In Philly, Wolf doubles down on vow to veto ‘heartbeat’ abortion ban
Gov. Tom Wolf (Commonwealth Media Services photo)
If abortion rights advocates in Pennsylvania know one thing, they know that any attempt by state lawmakers to restrict the procedure will hit a brick wall in Gov. Tom Wolf, who’s vowed to veto any and all such legislation that reaches his desk.
In case they’d forgotten, however, the Democratic governor reaffirmed that vow during a stop in Philadelphia on Friday, where he doubled-down on a promise to veto recently introduced legislation that would ban abortion as soon as doctors can detect a fetal heartbeat. That can happen as early as six weeks’ gestation, which is before most people even know they’re pregnant.
“Politicians should not be in a doctor’s office. Make no mistake about it, while the General Assembly cleverly names anti-health care choice bills things like ‘Heartbeat Bill,’ this is an attack on women’s personal freedoms, personal choice, and personal liberties,” said Wolf, who was flanked by legislative allies and advocates, as well as Philadelphia Mayor Jim Kenney.
Two freshman lawmakers, Rep. Stephanie Borowicz, R-Clinton, and Sen. Doug Mastriano, R-Adams, rolled out the latest ban bills during a Capitol news conference 10 days ago.
The two lawmakers made it clear that they won’t be stopped by the threat of a gubernatorial veto. They also made it clear that the bills were an opening marker, and said they’re willing to wait out Wolf, who will be term-limited out of office in 2022.
In a statement, Eric Failing, executive director of the Pennsylvania Catholic Conference, stood behind the bills and the two lawmakers.
“The unmistakable sound of a heartbeat is universally recognized as a sign of life,” he said. “I don’t know why this has become politicized. Issues of life and death are too important to be political footballs.”
In Philadelphia on Friday, Kenney called the new ban bills, and others like them, “yet another attack on the rights and reproductive health of individuals seeking healthcare services that are personal and unique to them. These bills jeopardize health, especially in the instance of high-risk pregnancies, and I appreciate the governor’s leadership on this very important issue.”

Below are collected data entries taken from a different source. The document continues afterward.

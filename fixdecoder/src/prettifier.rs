//! Log scanning and field-by-field rendering of the messages found in it.

use std::{
    borrow::Cow,
    fs::File,
    io::{self, BufRead, BufReader, Write},
    sync::LazyLock,
};

use anyhow::{Context, Result};
use fixdecoder_dictionary::{DictionaryCache, FlatDictionary};
use fixdecoder_messages::{dictionary_for_message, parse_fields, validate};
use regex::Regex;
use tracing::debug;

use crate::{
    obfuscator::Obfuscator,
    settings::DecoderSettings,
    theme::{Style, Theme},
};

/// Stands for standard input in the file list.
pub const STDIN: &str = "-";

static FIX_MESSAGE: LazyLock<Regex> =
    LazyLock::new(|| Regex::new(r"8=FIX.*?10=\d{3}\x01").expect("valid message pattern"));

/// Writes one line per field of `msg`: tag, field name, value and the enum
/// description when there is one. Members of repeating groups are indented
/// one level per enclosing group.
pub fn write_fields<W: Write>(
    out: &mut W,
    msg: &str,
    dictionary: &FlatDictionary,
    theme: &Theme,
) -> io::Result<()> {
    let mut open_groups: Vec<u32> = Vec::new();

    for field in parse_fields(msg) {
        match dictionary
            .group_owner(field.tag)
            .and_then(|owner| open_groups.iter().rposition(|&tag| tag == owner))
        {
            Some(position) => open_groups.truncate(position + 1),
            None => open_groups.clear(),
        }

        let description = dictionary.enum_description(field.tag, field.value);
        write!(
            out,
            "    {}{} ({}): {}",
            "    ".repeat(open_groups.len()),
            theme.paint(Style::Tag, &format!("{:>4}", field.tag)),
            theme.paint(Style::Name, &dictionary.field_name(field.tag)),
            theme.paint(Style::Value, field.value),
        )?;
        if !description.is_empty() {
            write!(out, " ({})", theme.paint(Style::Enum, description))?;
        }
        writeln!(out)?;

        if dictionary.is_group_count_field(field.tag) {
            open_groups.push(field.tag);
        }
    }
    Ok(())
}

pub struct Prettifier<'a> {
    cache: &'a DictionaryCache,
    settings: &'a DecoderSettings,
    obfuscator: Option<&'a Obfuscator>,
    theme: Theme,
    separator: String,
}

impl<'a> Prettifier<'a> {
    pub fn new(
        cache: &'a DictionaryCache,
        settings: &'a DecoderSettings,
        obfuscator: Option<&'a Obfuscator>,
    ) -> Prettifier<'a> {
        let theme = settings.theme();
        let separator = theme.paint(Style::Separator, &"=".repeat(settings.width));
        Prettifier {
            cache,
            settings,
            obfuscator,
            theme,
            separator,
        }
    }

    /// Decodes every file in `paths`, standard input when the list is empty.
    ///
    /// A file that cannot be opened or read is reported on `err` and skipped.
    /// Returns `false` if any file failed.
    pub fn decode_files<W: Write, E: Write>(
        &self,
        paths: &[String],
        out: &mut W,
        err: &mut E,
    ) -> Result<bool> {
        if paths.is_empty() {
            return self.report(self.decode(io::stdin().lock(), out), err);
        }

        let mut all_ok = true;
        for path in paths {
            let result = if path == STDIN {
                writeln!(out, "Processing: (stdin)\n")?;
                self.decode(io::stdin().lock(), out)
            } else {
                writeln!(out, "Processing: {}\n", self.theme.paint(Style::File, path))?;
                File::open(path)
                    .with_context(|| format!("cannot open {path}"))
                    .and_then(|file| self.decode(BufReader::new(file), out))
                    .with_context(|| format!("failed to decode {path}"))
            };
            all_ok &= self.report(result, err)?;
        }
        Ok(all_ok)
    }

    fn report<E: Write>(&self, result: Result<()>, err: &mut E) -> Result<bool> {
        match result {
            Ok(()) => Ok(true),
            Err(error) => {
                writeln!(err, "{}", self.theme.paint(Style::Error, &format!("{error:#}")))?;
                Ok(false)
            }
        }
    }

    /// Decodes a log line by line. Bytes that are not UTF-8 are replaced
    /// rather than rejected.
    pub fn decode<R: BufRead, W: Write>(&self, mut input: R, out: &mut W) -> Result<()> {
        let mut buf = Vec::new();
        loop {
            buf.clear();
            if input.read_until(b'\n', &mut buf).context("read error")? == 0 {
                return Ok(());
            }
            let text = String::from_utf8_lossy(&buf);
            let line = text.trim_end_matches(['\n', '\r']);
            let line = match self.obfuscator {
                Some(obfuscator) => Cow::Owned(obfuscator.obfuscate_line(line)),
                None => Cow::Borrowed(line),
            };
            self.decode_line(&line, out)?;
        }
    }

    /// Echoes a log line and decodes the messages embedded in it.
    pub fn decode_line<W: Write>(&self, line: &str, out: &mut W) -> Result<()> {
        let spans: Vec<_> = FIX_MESSAGE.find_iter(line).collect();
        if spans.is_empty() {
            writeln!(out, "{}", self.theme.paint(Style::Line, line))?;
            return Ok(());
        }

        let mut last = 0;
        for span in &spans {
            write!(
                out,
                "{}{}",
                self.theme.paint(Style::Line, &line[last..span.start()]),
                self.theme.paint(Style::Message, span.as_str()),
            )?;
            last = span.end();
        }
        writeln!(out, "{}", self.theme.paint(Style::Line, &line[last..]))?;
        writeln!(out, "{}", self.separator)?;

        for span in spans {
            self.decode_message(span.as_str(), out)?;
        }
        Ok(())
    }

    fn decode_message<W: Write>(&self, msg: &str, out: &mut W) -> Result<()> {
        let dictionary =
            dictionary_for_message(self.cache, msg).context("no dictionary for message")?;
        write_fields(out, msg, &dictionary, &self.theme)?;

        if self.settings.validate {
            let findings = validate(msg, &dictionary);
            debug!(findings = findings.len(), "validated message");
            if !findings.is_empty() {
                writeln!(out, "{}", self.separator)?;
                for finding in findings {
                    let text = format!("== {finding}");
                    writeln!(out, "{}", self.theme.paint(Style::Error, &text))?;
                }
            }
        }

        writeln!(out, "{}", self.separator)?;
        Ok(())
    }
}

#[cfg(test)]
mod tests {
    use std::io::Cursor;

    use super::*;

    const GROUPS_DICT: &str = r#"
<fix major="4" minor="4">
    <header>
        <field name="MsgType" required="Y"/>
    </header>
    <trailer/>
    <messages>
        <message name="NewOrderSingle" msgtype="D" msgcat="app">
            <field name="ClOrdID" required="Y"/>
            <group name="NoPartyIDs" required="N">
                <field name="PartyID" required="N"/>
                <field name="PartyRole" required="N"/>
                <group name="NoPartySubIDs" required="N">
                    <field name="PartySubID" required="N"/>
                </group>
            </group>
            <field name="Side" required="Y"/>
        </message>
    </messages>
    <fields>
        <field number="11" name="ClOrdID" type="STRING"/>
        <field number="35" name="MsgType" type="STRING"/>
        <field number="54" name="Side" type="CHAR">
            <value enum="1" description="BUY"/>
        </field>
        <field number="448" name="PartyID" type="STRING"/>
        <field number="452" name="PartyRole" type="INT"/>
        <field number="453" name="NoPartyIDs" type="NUMINGROUP"/>
        <field number="523" name="PartySubID" type="STRING"/>
        <field number="802" name="NoPartySubIDs" type="NUMINGROUP"/>
    </fields>
</fix>
"#;

    fn settings(validate: bool) -> DecoderSettings {
        DecoderSettings {
            validate,
            width: 10,
            ..DecoderSettings::default()
        }
    }

    fn render(f: impl FnOnce(&mut Vec<u8>)) -> String {
        let mut out = Vec::new();
        f(&mut out);
        String::from_utf8(out).unwrap()
    }

    #[test]
    fn field_lines() {
        let dictionary = FlatDictionary::load(GROUPS_DICT).unwrap();
        let text = render(|out| {
            write_fields(out, "35=D\x0111=A1\x0154=1\x019999=x\x01", &dictionary, &Theme::new(false))
                .unwrap()
        });
        assert_eq!(
            text,
            "      35 (MsgType): D (NewOrderSingle)\n\
             \x20     11 (ClOrdID): A1\n\
             \x20     54 (Side): 1 (BUY)\n\
             \x20   9999 (9999): x\n"
        );
    }

    #[test]
    fn group_members_are_indented() {
        let dictionary = FlatDictionary::load(GROUPS_DICT).unwrap();
        let msg = "11=A\x01453=2\x01448=P1\x01452=3\x01802=1\x01523=S1\x01448=P2\x0154=1\x01";
        let text = render(|out| write_fields(out, msg, &dictionary, &Theme::new(false)).unwrap());
        let lines: Vec<&str> = text.lines().collect();
        assert_eq!(
            lines,
            [
                "      11 (ClOrdID): A",
                "     453 (NoPartyIDs): 2",
                "         448 (PartyID): P1",
                "         452 (PartyRole): 3",
                "         802 (NoPartySubIDs): 1",
                "             523 (PartySubID): S1",
                "         448 (PartyID): P2",
                "      54 (Side): 1 (BUY)",
            ]
        );
    }

    #[test]
    fn plain_lines_are_echoed() {
        let cache = DictionaryCache::new();
        let settings = settings(false);
        let prettifier = Prettifier::new(&cache, &settings, None);

        let text = render(|out| prettifier.decode_line("nothing to see", out).unwrap());
        assert_eq!(text, "nothing to see\n");
    }

    #[test]
    fn message_lines_are_decoded() {
        let cache = DictionaryCache::new();
        let settings = settings(false);
        let prettifier = Prettifier::new(&cache, &settings, None);

        let line = "recv 8=FIX.4.4\x0135=0\x0110=247\x01 done";
        let text = render(|out| prettifier.decode_line(line, out).unwrap());
        assert_eq!(
            text,
            format!(
                "{line}\n\
                 ==========\n\
                 \x20      8 (BeginString): FIX.4.4\n\
                 \x20     35 (MsgType): 0 (Heartbeat)\n\
                 \x20     10 (CheckSum): 247\n\
                 ==========\n"
            )
        );
    }

    #[test]
    fn several_messages_on_one_line() {
        let cache = DictionaryCache::new();
        let settings = settings(false);
        let prettifier = Prettifier::new(&cache, &settings, None);

        let line = "8=FIX.4.4\x0135=0\x0110=247\x01|8=FIX.4.2\x0135=1\x0110=000\x01";
        let text = render(|out| prettifier.decode_line(line, out).unwrap());
        assert_eq!(text.matches("==========\n").count(), 3);
        assert!(text.contains("(MsgType): 0 (Heartbeat)"));
        assert!(text.contains("(MsgType): 1 (TestRequest)"));
    }

    #[test]
    fn validation_findings_follow_the_fields() {
        let cache = DictionaryCache::new();
        let settings = settings(true);
        let prettifier = Prettifier::new(&cache, &settings, None);

        let text = render(|out| {
            prettifier
                .decode_line("8=FIX.4.4\x0135=0\x0110=000\x01", out)
                .unwrap()
        });
        assert!(text.ends_with(
            "      10 (CheckSum): 000\n\
             ==========\n\
             == Checksum mismatch: got 000, expected 247\n\
             ==========\n"
        ));

        let clean = render(|out| {
            prettifier
                .decode_line("8=FIX.4.4\x0135=0\x0110=247\x01", out)
                .unwrap()
        });
        assert!(!clean.contains("== "));
    }

    #[test]
    fn decode_reads_every_line() {
        let cache = DictionaryCache::new();
        let settings = settings(false);
        let prettifier = Prettifier::new(&cache, &settings, None);

        let input = Cursor::new(b"first\r\n8=FIX.4.4\x0135=0\x0110=247\x01\nlast \xff".to_vec());
        let text = render(|out| prettifier.decode(input, out).unwrap());
        let lines: Vec<&str> = text.lines().collect();
        assert_eq!(lines[0], "first");
        assert_eq!(lines[1], "8=FIX.4.4\x0135=0\x0110=247\x01");
        assert_eq!(lines.last(), Some(&"last \u{fffd}"));
    }

    #[test]
    fn secret_values_are_replaced_before_decoding() {
        let cache = DictionaryCache::new();
        let settings = settings(false);
        let obfuscator = Obfuscator::new();
        let prettifier = Prettifier::new(&cache, &settings, Some(&obfuscator));

        let input = Cursor::new(b"8=FIX.4.4\x0135=0\x0149=ACME\x0110=000\x01\n".to_vec());
        let text = render(|out| prettifier.decode(input, out).unwrap());
        assert!(text.contains("(SenderCompID): SenderCompID0001"));
        assert!(!text.contains("ACME"));
    }

    #[test]
    fn missing_files_are_reported_and_skipped() {
        let cache = DictionaryCache::new();
        let settings = settings(false);
        let prettifier = Prettifier::new(&cache, &settings, None);

        let mut out = Vec::new();
        let mut err = Vec::new();
        let paths = vec!["/nonexistent/fix.log".to_owned()];
        let all_ok = prettifier.decode_files(&paths, &mut out, &mut err).unwrap();

        assert!(!all_ok);
        assert_eq!(
            String::from_utf8(out).unwrap(),
            "Processing: /nonexistent/fix.log\n\n"
        );
        assert!(
            String::from_utf8(err)
                .unwrap()
                .starts_with("failed to decode /nonexistent/fix.log: cannot open")
        );
    }
}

Ashley Lenker White, the executive director of Planned Parenthood of Pennsylvania, said lawmakers’ time would be better spent on “promoting laws that support Pennsylvania families and expand reproductive health resources and access, rather than interfering in private medical decisions.”
If Wolf’s veto pen isn’t the final barrier to such proposals becoming laws, then the courts may well be.
Several states, including Ohio, Alabama, Georgia, Kentucky, Louisiana, Mississippi, and Missouri passed heartbeat laws trying to ban or limit abortions; all have been blocked from taking effect on constitutional grounds, Wolf’s office said.
In a Capital-Star op-Ed, Alexa Kolbi-Molinas, of the American Civil Liberties Union’s Reproductive Freedom Project, said the organization remains committed to defending attacks on abortion access.
“Despite strong public support for safe, supported abortion care, these politicians hope that the balance of the Supreme Court has turned against abortion rights with enough votes to aggressively and systematically dismantle abortion access,” Kolbi-Molinas wrote. “Not on our watch.”